:: EXERCISE MATERIALS
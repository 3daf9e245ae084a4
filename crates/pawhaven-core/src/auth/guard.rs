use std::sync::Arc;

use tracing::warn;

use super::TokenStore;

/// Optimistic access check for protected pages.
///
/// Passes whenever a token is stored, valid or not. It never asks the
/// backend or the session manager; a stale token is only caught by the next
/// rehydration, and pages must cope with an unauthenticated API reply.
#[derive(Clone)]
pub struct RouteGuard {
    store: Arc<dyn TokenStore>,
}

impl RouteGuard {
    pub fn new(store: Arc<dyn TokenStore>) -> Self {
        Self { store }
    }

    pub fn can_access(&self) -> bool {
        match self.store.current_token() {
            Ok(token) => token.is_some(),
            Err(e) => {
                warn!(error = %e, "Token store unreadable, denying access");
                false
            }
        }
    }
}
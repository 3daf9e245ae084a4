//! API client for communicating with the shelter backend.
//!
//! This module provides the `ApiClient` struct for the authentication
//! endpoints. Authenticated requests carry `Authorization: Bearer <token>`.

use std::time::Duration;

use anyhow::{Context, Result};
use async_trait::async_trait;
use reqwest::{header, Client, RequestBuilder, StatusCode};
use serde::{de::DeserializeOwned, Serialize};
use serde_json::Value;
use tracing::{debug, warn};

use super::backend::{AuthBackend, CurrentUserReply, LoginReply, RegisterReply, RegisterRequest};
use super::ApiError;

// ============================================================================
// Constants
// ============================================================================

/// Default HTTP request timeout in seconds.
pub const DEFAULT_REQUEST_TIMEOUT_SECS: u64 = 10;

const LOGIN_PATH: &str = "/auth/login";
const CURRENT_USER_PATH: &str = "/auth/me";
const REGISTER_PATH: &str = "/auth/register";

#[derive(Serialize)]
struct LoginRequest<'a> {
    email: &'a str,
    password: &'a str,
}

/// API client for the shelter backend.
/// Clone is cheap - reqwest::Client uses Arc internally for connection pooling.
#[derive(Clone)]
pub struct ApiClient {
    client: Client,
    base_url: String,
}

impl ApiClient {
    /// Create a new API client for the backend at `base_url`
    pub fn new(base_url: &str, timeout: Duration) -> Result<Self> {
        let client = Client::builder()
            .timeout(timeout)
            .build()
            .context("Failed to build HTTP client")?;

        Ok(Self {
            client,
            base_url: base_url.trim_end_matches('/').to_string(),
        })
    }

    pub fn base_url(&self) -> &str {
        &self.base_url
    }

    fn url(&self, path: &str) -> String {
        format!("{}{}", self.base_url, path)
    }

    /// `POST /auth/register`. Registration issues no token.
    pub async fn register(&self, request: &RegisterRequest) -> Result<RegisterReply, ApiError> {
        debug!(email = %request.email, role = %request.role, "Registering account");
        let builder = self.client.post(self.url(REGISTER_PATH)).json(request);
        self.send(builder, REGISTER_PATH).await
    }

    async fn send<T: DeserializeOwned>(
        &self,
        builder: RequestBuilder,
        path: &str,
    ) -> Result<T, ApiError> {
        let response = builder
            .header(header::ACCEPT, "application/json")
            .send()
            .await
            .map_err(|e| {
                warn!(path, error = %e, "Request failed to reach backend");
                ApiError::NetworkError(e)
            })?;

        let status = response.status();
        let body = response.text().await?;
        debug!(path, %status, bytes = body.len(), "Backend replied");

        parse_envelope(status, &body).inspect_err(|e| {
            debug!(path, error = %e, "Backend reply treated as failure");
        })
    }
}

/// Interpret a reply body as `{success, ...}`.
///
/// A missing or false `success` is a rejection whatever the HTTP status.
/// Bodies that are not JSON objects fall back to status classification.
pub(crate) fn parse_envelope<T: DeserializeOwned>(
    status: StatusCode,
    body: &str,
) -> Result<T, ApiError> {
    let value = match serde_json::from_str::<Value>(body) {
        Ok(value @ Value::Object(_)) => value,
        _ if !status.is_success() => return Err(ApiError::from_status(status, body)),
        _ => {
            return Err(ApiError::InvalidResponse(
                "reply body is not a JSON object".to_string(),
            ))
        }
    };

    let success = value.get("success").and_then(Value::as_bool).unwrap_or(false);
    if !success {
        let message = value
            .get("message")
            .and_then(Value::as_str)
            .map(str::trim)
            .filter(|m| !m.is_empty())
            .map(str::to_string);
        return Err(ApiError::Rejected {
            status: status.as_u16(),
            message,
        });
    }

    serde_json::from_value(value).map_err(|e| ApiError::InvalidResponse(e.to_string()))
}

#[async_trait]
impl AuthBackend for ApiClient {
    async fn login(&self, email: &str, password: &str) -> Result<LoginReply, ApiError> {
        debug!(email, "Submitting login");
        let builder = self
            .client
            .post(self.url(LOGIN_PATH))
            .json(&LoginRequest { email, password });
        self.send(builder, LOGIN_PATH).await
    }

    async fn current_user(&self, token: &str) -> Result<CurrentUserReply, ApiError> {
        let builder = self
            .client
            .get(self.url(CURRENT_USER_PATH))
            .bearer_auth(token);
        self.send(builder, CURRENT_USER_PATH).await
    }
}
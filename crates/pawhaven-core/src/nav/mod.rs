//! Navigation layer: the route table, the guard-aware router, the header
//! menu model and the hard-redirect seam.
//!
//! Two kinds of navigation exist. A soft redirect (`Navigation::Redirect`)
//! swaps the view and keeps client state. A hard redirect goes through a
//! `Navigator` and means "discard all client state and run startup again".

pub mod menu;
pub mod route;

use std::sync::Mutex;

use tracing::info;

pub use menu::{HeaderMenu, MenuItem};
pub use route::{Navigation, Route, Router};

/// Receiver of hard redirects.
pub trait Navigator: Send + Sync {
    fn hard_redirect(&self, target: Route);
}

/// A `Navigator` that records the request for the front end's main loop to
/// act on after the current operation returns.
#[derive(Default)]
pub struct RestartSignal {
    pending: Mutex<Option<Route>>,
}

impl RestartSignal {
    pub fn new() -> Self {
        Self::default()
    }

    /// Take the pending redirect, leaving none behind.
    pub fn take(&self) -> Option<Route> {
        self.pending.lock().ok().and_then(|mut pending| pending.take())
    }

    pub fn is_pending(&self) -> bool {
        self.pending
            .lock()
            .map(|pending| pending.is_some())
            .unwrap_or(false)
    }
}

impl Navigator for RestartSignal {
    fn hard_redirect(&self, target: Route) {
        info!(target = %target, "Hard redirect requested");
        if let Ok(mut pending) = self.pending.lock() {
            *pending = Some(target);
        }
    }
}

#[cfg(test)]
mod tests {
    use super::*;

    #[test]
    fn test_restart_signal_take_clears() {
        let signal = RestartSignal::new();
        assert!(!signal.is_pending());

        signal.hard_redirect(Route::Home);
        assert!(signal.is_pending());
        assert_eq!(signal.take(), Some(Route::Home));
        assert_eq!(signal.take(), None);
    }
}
::::
GOAL OF THE EXERCISE:
Line by line, print the listing above exactly.

RESULT FOR THIS TASK:
repository 3daf9e245ae084a4
filename crates/pawhaven-core/src/auth/guard.rs
use std::sync::Arc;

use tracing::warn;

use super::TokenStore;

/// Optimistic access check for protected pages.
///
/// Passes whenever a token is stored, valid or not. It never asks the
/// backend or the session manager; a stale token is only caught by the next
/// rehydration, and pages must cope with an unauthenticated API reply.
#[derive(Clone)]
pub struct RouteGuard {
    store: Arc<dyn TokenStore>,
}

impl RouteGuard {
    pub fn new(store: Arc<dyn TokenStore>) -> Self {
        Self { store }
    }

    pub fn can_access(&self) -> bool {
        match self.store.current_token() {
            Ok(token) => token.is_some(),
            Err(e) => {
                warn!(error = %e, "Token store unreadable, denying access");
                false
            }
        }
    }
}
repository 3daf9e245ae084a4
//! API client for communicating with the shelter backend.
//!
//! This module provides the `ApiClient` struct for the authentication
//! endpoints. Authenticated requests carry `Authorization: Bearer <token>`.

use std::time::Duration;

use anyhow::{Context, Result};
use async_trait::async_trait;
use reqwest::{header, Client, RequestBuilder, StatusCode};
use serde::{de::DeserializeOwned, Serialize};
use serde_json::Value;
use tracing::{debug, warn};

use super::backend::{AuthBackend, CurrentUserReply, LoginReply, RegisterReply, RegisterRequest};
use super::ApiError;

// ============================================================================
// Constants
// ============================================================================

/// Default HTTP request timeout in seconds.
pub const DEFAULT_REQUEST_TIMEOUT_SECS: u64 = 10;

const LOGIN_PATH: &str = "/auth/login";
const CURRENT_USER_PATH: &str = "/auth/me";
const REGISTER_PATH: &str = "/auth/register";

#[derive(Serialize)]
struct LoginRequest<'a> {
    email: &'a str,
    password: &'a str,
}

/// API client for the shelter backend.
/// Clone is cheap - reqwest::Client uses Arc internally for connection pooling.
#[derive(Clone)]
pub struct ApiClient {
    client: Client,
    base_url: String,
}

impl ApiClient {
    /// Create a new API client for the backend at `base_url`
    pub fn new(base_url: &str, timeout: Duration) -> Result<Self> {
        let client = Client::builder()
            .timeout(timeout)
            .build()
            .context("Failed to build HTTP client")?;

        Ok(Self {
            client,
            base_url: base_url.trim_end_matches('/').to_string(),
        })
    }

    pub fn base_url(&self) -> &str {
        &self.base_url
    }

    fn url(&self, path: &str) -> String {
        format!("{}{}", self.base_url, path)
    }

    /// `POST /auth/register`. Registration issues no token.
    pub async fn register(&self, request: &RegisterRequest) -> Result<RegisterReply, ApiError> {
        debug!(email = %request.email, role = %request.role, "Registering account");
        let builder = self.client.post(self.url(REGISTER_PATH)).json(request);
        self.send(builder, REGISTER_PATH).await
    }

    async fn send<T: DeserializeOwned>(
        &self,
        builder: RequestBuilder,
        path: &str,
    ) -> Result<T, ApiError> {
        let response = builder
            .header(header::ACCEPT, "application/json")
            .send()
            .await
            .map_err(|e| {
                warn!(path, error = %e, "Request failed to reach backend");
                ApiError::NetworkError(e)
            })?;

        let status = response.status();
        let body = response.text().await?;
        debug!(path, %status, bytes = body.len(), "Backend replied");

        parse_envelope(status, &body).inspect_err(|e| {
            debug!(path, error = %e, "Backend reply treated as failure");
        })
    }
}

/// Interpret a reply body as `{success, ...}`.
///
/// A missing or false `success` is a rejection whatever the HTTP status.
/// Bodies that are not JSON objects fall back to status classification.
pub(crate) fn parse_envelope<T: DeserializeOwned>(
    status: StatusCode,
    body: &str,
) -> Result<T, ApiError> {
    let value = match serde_json::from_str::<Value>(body) {
        Ok(value @ Value::Object(_)) => value,
        _ if !status.is_success() => return Err(ApiError::from_status(status, body)),
        _ => {
            return Err(ApiError::InvalidResponse(
                "reply body is not a JSON object".to_string(),
            ))
        }
    };

    let success = value.get("success").and_then(Value::as_bool).unwrap_or(false);
    if !success {
        let message = value
            .get("message")
            .and_then(Value::as_str)
            .map(str::trim)
            .filter(|m| !m.is_empty())
            .map(str::to_string);
        return Err(ApiError::Rejected {
            status: status.as_u16(),
            message,
        });
    }

    serde_json::from_value(value).map_err(|e| ApiError::InvalidResponse(e.to_string()))
}

#[async_trait]
impl AuthBackend for ApiClient {
    async fn login(&self, email: &str, password: &str) -> Result<LoginReply, ApiError> {
        debug!(email, "Submitting login");
        let builder = self
            .client
            .post(self.url(LOGIN_PATH))
            .json(&LoginRequest { email, password });
        self.send(builder, LOGIN_PATH).await
    }

    async fn current_user(&self, token: &str) -> Result<CurrentUserReply, ApiError> {
        let builder = self
            .client
            .get(self.url(CURRENT_USER_PATH))
            .bearer_auth(token);
        self.send(builder, CURRENT_USER_PATH).await
    }
}
filename crates/pawhaven-core/src/nav/mod.rs
//! Navigation layer: the route table, the guard-aware router, the header
//! menu model and the hard-redirect seam.
//!
//! Two kinds of navigation exist. A soft redirect (`Navigation::Redirect`)
//! swaps the view and keeps client state. A hard redirect goes through a
//! `Navigator` and means "discard all client state and run startup again".

pub mod menu;
pub mod route;

use std::sync::Mutex;

use tracing::info;

pub use menu::{HeaderMenu, MenuItem};
pub use route::{Navigation, Route, Router};

/// Receiver of hard redirects.
pub trait Navigator: Send + Sync {
    fn hard_redirect(&self, target: Route);
}

/// A `Navigator` that records the request for the front end's main loop to
/// act on after the current operation returns.
#[derive(Default)]
pub struct RestartSignal {
    pending: Mutex<Option<Route>>,
}

impl RestartSignal {
    pub fn new() -> Self {
        Self::default()
    }

    /// Take the pending redirect, leaving none behind.
    pub fn take(&self) -> Option<Route> {
        self.pending.lock().ok().and_then(|mut pending| pending.take())
    }

    pub fn is_pending(&self) -> bool {
        self.pending
            .lock()
            .map(|pending| pending.is_some())
            .unwrap_or(false)
    }
}

impl Navigator for RestartSignal {
    fn hard_redirect(&self, target: Route) {
        info!(target = %target, "Hard redirect requested");
        if let Ok(mut pending) = self.pending.lock() {
            *pending = Some(target);
        }
    }
}

#[cfg(test)]
mod tests {
    use super::*;

    #[test]
    fn test_restart_signal_take_clears() {
        let signal = RestartSignal::new();
        assert!(!signal.is_pending());

        signal.hard_redirect(Route::Home);
        assert!(signal.is_pending());
        assert_eq!(signal.take(), Some(Route::Home));
        assert_eq!(signal.take(), None);
    }
}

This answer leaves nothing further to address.